We sincerely appreciate the time and effort you invested in reviewing our TimeDiT paper, along with the insightful and constructive suggestions you provided. We are now in the process of responding to your concerns. We will first tackle your feedback points in this email, ensuring that each concern is addressed comprehensively. After that, following your suggestions and our responses, we will upload a revised draft of the paper. This version will include (1) Incorporation of your suggestions. (2)Clearly marked changes for your ease of review.

W1 Methodological Clarity and Missing Technical Details

  • Token Definition: As mentioned in #62-65, current tokenization approaches often lack flexibility, either sacrificing information or requiring predefined window lengths based on prior knowledge. Instead of constraining the model with human-discovered patterns, TimeDiT adopts a "What You See Is What You Get" (WYSIWYG) design where tokens are directly represented as contiguous arrays of inputs. Specifically, for a time series with MM channels and TT time steps, each token encodes MM-dimensional features at a specific timestamp, resulting in TT tokens per sequence. This straightforward approach treats each timestamp's complete feature vector as an atomic unit, allowing the model to discover temporal patterns naturally rather than through pre-imposed structures. We will this explicit definition to Section 4 for clarity.

  • Embedding Architecture: The embedder in TimeDiT follows a deliberately simple design - it is implemented as a single linear projection layer that maps each time point xix_i from its original M-dimensional feature space to the model's hidden dimension dd. We intentionally chose this straightforward approach over more complex architectures (like convolutional layers) to maintain model simplicity and computational efficiency while allowing the transformer's self-attention mechanisms to learn temporal relationships.
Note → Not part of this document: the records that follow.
//! Outcome generation

use rand::Rng;

use crate::config::GridSpec;
use crate::error::ConfigError;
use crate::symbols::{Grid, SymbolTable};

/// Produces one reel window per spin.
///
/// With probability `win_probability` the whole window is a single symbol
/// picked uniformly from the distinct set, which guarantees every payline
/// matches. Otherwise each cell is drawn independently from the weighted
/// pool. Holds no state between calls; all randomness comes from the caller.
#[derive(Debug, Clone)]
pub struct OutcomeGenerator {
    grid: GridSpec,
    win_probability: f64,
}

impl OutcomeGenerator {
    /// Fails on an empty grid or a probability outside `0.0..=1.0` (NaN included)
    pub fn new(grid: GridSpec, win_probability: f64) -> Result<Self, ConfigError> {
        if grid.columns == 0 || grid.rows == 0 {
            return Err(ConfigError::Invalid(format!(
                "grid {}x{} has no cells",
                grid.columns, grid.rows
            )));
        }
        if !(0.0..=1.0).contains(&win_probability) {
            return Err(ConfigError::Invalid(format!(
                "win_probability {} outside 0.0..=1.0",
                win_probability
            )));
        }
        Ok(Self {
            grid,
            win_probability,
        })
    }

    pub fn grid_spec(&self) -> GridSpec {
        self.grid
    }

    /// Generate a grid
    pub fn generate<R: Rng + ?Sized>(&self, table: &SymbolTable, rng: &mut R) -> Grid {
        let GridSpec { columns, rows } = self.grid;

        if rng.random_bool(self.win_probability) {
            let distinct = table.distinct();
            let symbol = distinct[rng.random_range(0..distinct.len())];
            return Grid::uniform(symbol, columns, rows);
        }

        let pool = table.weighted_pool();
        Grid::from_fn(columns, rows, |_, _| pool[rng.random_range(0..pool.len())])
    }
}

#[cfg(test)]
mod tests {
    use super::*;
    use crate::symbols::Symbol;
    use rand::SeedableRng;
    use rand_chacha::ChaCha8Rng;

    #[test]
    fn test_grid_dimensions() {
        let generator = OutcomeGenerator::new(GridSpec { columns: 5, rows: 3 }, 0.5).unwrap();
        let table = SymbolTable::standard();
        let mut rng = ChaCha8Rng::seed_from_u64(7);

        for _ in 0..50 {
            let grid = generator.generate(&table, &mut rng);
            assert_eq!(grid.column_count(), 5);
            assert_eq!(grid.row_count(), 3);
        }
    }

    #[test]
    fn test_certain_win_is_uniform() {
        let generator = OutcomeGenerator::new(GridSpec::default(), 1.0).unwrap();
        let table = SymbolTable::standard();
        let mut rng = ChaCha8Rng::seed_from_u64(99);

        for _ in 0..50 {
            let grid = generator.generate(&table, &mut rng);
            let first = grid.get(0, 0).unwrap();
            assert!(grid.columns().iter().flatten().all(|&s| s == first));
        }
    }

    #[test]
    fn test_weighted_pool_frequencies() {
        let generator = OutcomeGenerator::new(GridSpec::default(), 0.0).unwrap();
        let table = SymbolTable::standard();
        let mut rng = ChaCha8Rng::seed_from_u64(2024);

        let mut counts = [0usize; 4];
        for _ in 0..4000 {
            let grid = generator.generate(&table, &mut rng);
            for &symbol in grid.columns().iter().flatten() {
                counts[symbol as usize] += 1;
            }
        }

        // 36k draws: watermelon (8/20) must clearly beat cherry (2/20)
        let cherry = counts[Symbol::Cherry as usize] as f64;
        let melon = counts[Symbol::Watermelon as usize] as f64;
        assert!(melon / cherry > 3.0 && melon / cherry < 5.0);
    }

    #[test]
    fn test_same_seed_same_grid() {
        let generator = OutcomeGenerator::new(GridSpec::default(), 0.5).unwrap();
        let table = SymbolTable::standard();
        let mut a = ChaCha8Rng::seed_from_u64(11);
        let mut b = ChaCha8Rng::seed_from_u64(11);

        for _ in 0..20 {
            assert_eq!(generator.generate(&table, &mut a), generator.generate(&table, &mut b));
        }
    }

    #[test]
    fn test_rejects_bad_probability_and_empty_grid() {
        assert!(OutcomeGenerator::new(GridSpec::default(), f64::NAN).is_err());
        assert!(OutcomeGenerator::new(GridSpec::default(), 1.5).is_err());
        assert!(OutcomeGenerator::new(GridSpec::default(), -0.1).is_err());
        assert!(OutcomeGenerator::new(GridSpec { columns: 0, rows: 3 }, 0.5).is_err());
        assert!(OutcomeGenerator::new(GridSpec::default(), 0.0).is_ok());
        assert!(OutcomeGenerator::new(GridSpec::default(), 1.0).is_ok());
    }
}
This design choice aligns with our philosophy of letting the model discover patterns through computation rather than encoding them through architectural complexity.
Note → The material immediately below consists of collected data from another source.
//! Error types for the slot core

use thiserror::Error;

/// Pre-flight rejection of a spin request.
///
/// Every variant is recoverable: nothing was debited and no history entry
/// was written, so the session stays playable.
#[derive(Error, Debug, Clone, PartialEq, Eq)]
pub enum SpinError {
    #[error("Game over: no balance remaining (balance {balance})")]
    InsufficientBalance { balance: i64 },

    #[error("Bet per line must be between {min} and {max}, got {bet}")]
    InvalidBet { bet: u32, min: u32, max: u32 },

    #[error("Line count must be between 1 and {max}, got {lines}")]
    InvalidLineCount { lines: usize, max: usize },

    #[error("Not enough balance for this bet: stake {stake}, balance {balance}")]
    InsufficientFundsForStake { stake: i64, balance: i64 },
}

/// Bonus sub-spin errors
#[derive(Error, Debug, Clone, PartialEq, Eq)]
pub enum BonusError {
    #[error("No bonus spin is pending")]
    NoPendingBonusSpin,
}

/// Configuration errors
#[derive(Error, Debug)]
pub enum ConfigError {
    #[error("Invalid config: {0}")]
    Invalid(String),

    #[error("Unsupported config format: {0}")]
    UnsupportedFormat(String),

    #[error("IO error: {0}")]
    Io(#[from] std::io::Error),

    #[error("JSON error: {0}")]
    Json(#[from] serde_json::Error),

    #[error("YAML error: {0}")]
    Yaml(#[from] serde_yml::Error),
}

/// Umbrella error for the slot core
#[derive(Error, Debug)]
pub enum SlotError {
    #[error(transparent)]
    Spin(#[from] SpinError),

    #[error(transparent)]
    Bonus(#[from] BonusError),

    #[error(transparent)]
    Config(#[from] ConfigError),
}

/// Result type alias
pub type SlotResult<T> = Result<T, SlotError>;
  • Noise Embedding Justification: TimeDiT's noise embedding approach plays multiple key roles in the diffusion modeling framework. The diffusion process operates directly in a continuous embedding space, allowing for smoother transitions between noise levels and better preserving the inherent time dependence, thus enabling the model to learn a more robust representation of the underlying time series structure. This approach has several technical advantages[1, 2, 3]: the embedding space provides a continuous representation in which the diffusion process can operate more efficiently. The direct embedding of noisy samples helps prevent the embedding space from collapsing during training. From a practical point of view, this approach allows for parallel processing of multiple time steps, handles varying degrees of noise through a unified framework, and makes the diffusion process more stable compared to traditional generation methods. In addition, the embedded noise representation allows for the seamless incorporation of physical constraints and maintains temporal continuity while progressively denoising, thus contributing to a better quantification of the uncertainty in the generated samples. Direct prediction of the INPUT is also an option available, and we add new experiments as shown in the table below. This also demonstrates the advantages of reconstructive noise.

Table 1: Results on predicting the input of TimeDiT, compared on the zero-shot forecasting task.
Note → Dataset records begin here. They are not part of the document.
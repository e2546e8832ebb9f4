//! Session statistics
//!
//! Running counters plus the derived series a charting layer draws from the
//! balance history: per-round percentage change, moving averages, win rate.

use serde::{Deserialize, Serialize};

use crate::ledger::{LedgerState, SpinApplication};
use crate::paytable::SpinOutcome;

/// Short moving-average window
pub const SHORT_MA_WINDOW: usize = 5;
/// Long moving-average window
pub const LONG_MA_WINDOW: usize = 10;

/// Running session counters
#[derive(Debug, Clone, Default, PartialEq, Serialize, Deserialize)]
pub struct SessionStats {
    pub total_spins: u64,
    pub wins: u64,
    pub losses: u64,
    pub jackpots: u64,
    pub bonuses: u64,
    pub bonus_spins_won: u64,
    /// Sum of debited stakes, loss multiplier included
    pub total_staked: i64,
    /// Spin winnings plus bonus credits
    pub total_returned: i64,
    pub biggest_win: i64,
    pub rejected_requests: u64,
}

impl SessionStats {
    pub fn record_spin(&mut self, outcome: &SpinOutcome, applied: &SpinApplication) {
        self.total_spins += 1;
        self.total_staked += applied.total_stake;
        self.total_returned += applied.winnings;

        if outcome.is_win() {
            self.wins += 1;
        } else {
            self.losses += 1;
        }
        if outcome.is_jackpot {
            self.jackpots += 1;
        }
        self.biggest_win = self.biggest_win.max(applied.winnings);
    }

    pub fn record_bonus(&mut self, amount: i64) {
        self.bonuses += 1;
        self.total_returned += amount;
    }

    pub fn record_bonus_spin(&mut self, credited: i64) {
        if credited > 0 {
            self.bonus_spins_won += 1;
            self.total_returned += credited;
        }
    }

    pub fn record_rejection(&mut self) {
        self.rejected_requests += 1;
    }

    /// Percentage of spins that paid anything
    pub fn hit_rate(&self) -> f64 {
        if self.total_spins > 0 {
            (self.wins as f64 / self.total_spins as f64) * 100.0
        } else {
            0.0
        }
    }

    /// Returned / staked, in percent
    pub fn return_to_player(&self) -> f64 {
        if self.total_staked > 0 {
            (self.total_returned as f64 / self.total_staked as f64) * 100.0
        } else {
            0.0
        }
    }
}

/// Derived balance series
#[derive(Debug, Clone, PartialEq, Serialize, Deserialize)]
pub struct BalanceStats {
    /// Round labels, 0..=round_index
    pub rounds: Vec<u64>,
    /// Balance after each round
    pub balances: Vec<i64>,
    /// Percent change against the previous round; entry 0 is 0.0
    pub pct_changes: Vec<f64>,
    /// Short moving average; empty until the history is longer than the window
    pub short_ma: Vec<f64>,
    pub short_window: usize,
    /// Long moving average; empty until the history is longer than the window
    pub long_ma: Vec<f64>,
    pub long_window: usize,
    /// Share of rounds with a positive change, in percent
    pub win_rate: f64,
    pub initial: i64,
    pub current: i64,
    /// Net change relative to the starting balance, in percent
    pub change_pct: f64,
}

impl BalanceStats {
    pub fn from_ledger(state: &LedgerState) -> Self {
        let balances = state.balance_history.clone();
        let pct_changes = pct_changes(&balances);

        let short_window = SHORT_MA_WINDOW.min(balances.len());
        let long_window = LONG_MA_WINDOW.min(balances.len());

        let rounds_played = pct_changes.len().saturating_sub(1);
        let win_rate = if rounds_played > 0 {
            let ups = pct_changes.iter().skip(1).filter(|&&p| p > 0.0).count();
            ups as f64 / rounds_played as f64 * 100.0
        } else {
            0.0
        };

        let initial = balances.first().copied().unwrap_or(state.balance);
        let current = balances.last().copied().unwrap_or(state.balance);
        let change_pct = if initial != 0 {
            (current as f64 / initial as f64 - 1.0) * 100.0
        } else {
            0.0
        };

        Self {
            rounds: state.rounds(),
            short_ma: charted_average(&balances, short_window),
            long_ma: charted_average(&balances, long_window),
            balances,
            pct_changes,
            short_window,
            long_window,
            win_rate,
            initial,
            current,
            change_pct,
        }
    }
}

/// Percent change per entry; the first entry is 0.0.
///
/// A change from a zero balance is reported as 0.0.
pub fn pct_changes(series: &[i64]) -> Vec<f64> {
    if series.is_empty() {
        return Vec::new();
    }
    let mut out = Vec::with_capacity(series.len());
    out.push(0.0);
    out.extend(series.windows(2).map(|w| {
        let (prev, next) = (w[0] as f64, w[1] as f64);
        if prev == 0.0 { 0.0 } else { (next - prev) / prev * 100.0 }
    }));
    out
}

/// Moving average as charted: only once the series outgrows the window
fn charted_average(series: &[i64], window: usize) -> Vec<f64> {
    if series.len() > window {
        moving_average(series, window)
    } else {
        Vec::new()
    }
}

/// Trailing moving average over full windows only
pub fn moving_average(series: &[i64], window: usize) -> Vec<f64> {
    if window == 0 || series.len() < window {
        return Vec::new();
    }
    series
        .windows(window)
        .map(|w| w.iter().sum::<i64>() as f64 / window as f64)
        .collect()
}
DatasetTimeDiTPredict the input
Solar0.457(0.002)0.462(0.003)
Electricity0.026(0.001)0.037(0.002)
Traffic0.185(0.010)0.199(0.007)

W2 Irregular Time-Series Data Claims and Evaluation

Irregular Time-Series Data Claims and Evaluation: Thank you for highlighting this point and providing helpful references. We address irregular time-series scenarios directly in Section 5.1, where our masking mechanism naturally handles non-uniform temporal data. Specifically, the PhysioNet variants (a, b, c) in Table 1 represent real-world irregular time-series data, as detailed in Appendix Table 8. These datasets contain naturally occurring missing values and irregular sampling intervals, demonstrating TimeDiT's practical capability in handling irregular time-series. We will enhance the clarity of this section to better emphasize these aspects and their connection to real-world applications.

评论

Table 4 Anomaly Detection Performance of TimeDit compared to additional baselines evaluated on F1 score

DatasetTimeDiTTimeMixeriTransformer
MSL** 89.33**81.9572.54
PSM** 97.57**93.1195.32
SMAP** 95.91**67.6366.76
SMD** 83.28**78.3382.08
SWAT** 97.57**88.8492.63

In zero-shot forecasting, TimeDiT significantly outperforms recent models, including TimeMixer, TimeLLM, and Timer, across all datasets, which was originally designed for deterministic time series forecasting. The improvements are substantial: on Solar (0.457 vs 0.999/0.997/1.101), Electricity (0.026 vs 0.302/0.303/0.301), and Traffic (0.185 vs 0.403/0.368/0.384). For imputation tasks, TimeDiT demonstrates superior performance on most datasets, achieving significant improvements over Timer, TimeMixer, and iTransformer, particularly on ETT datasets where we see reductions in MSE by up to 60%. While TimeMixer shows slightly better performance on Weather and Electricity datasets, TimeDiT maintains strong overall performance while offering greater versatility. In anomaly detection, TimeDiT consistently outperforms both TimeMixer and iTransformer across all datasets, with particularly notable improvements on SMAP (95.91 vs 67.63/66.76) and SWAT (97.57 vs 88.84/92.63). These comprehensive comparisons against the latest models demonstrate TimeDiT's effectiveness as a unified framework for time series analysis, often achieving state-of-the-art performance while maintaining broader applicability across diverse tasks.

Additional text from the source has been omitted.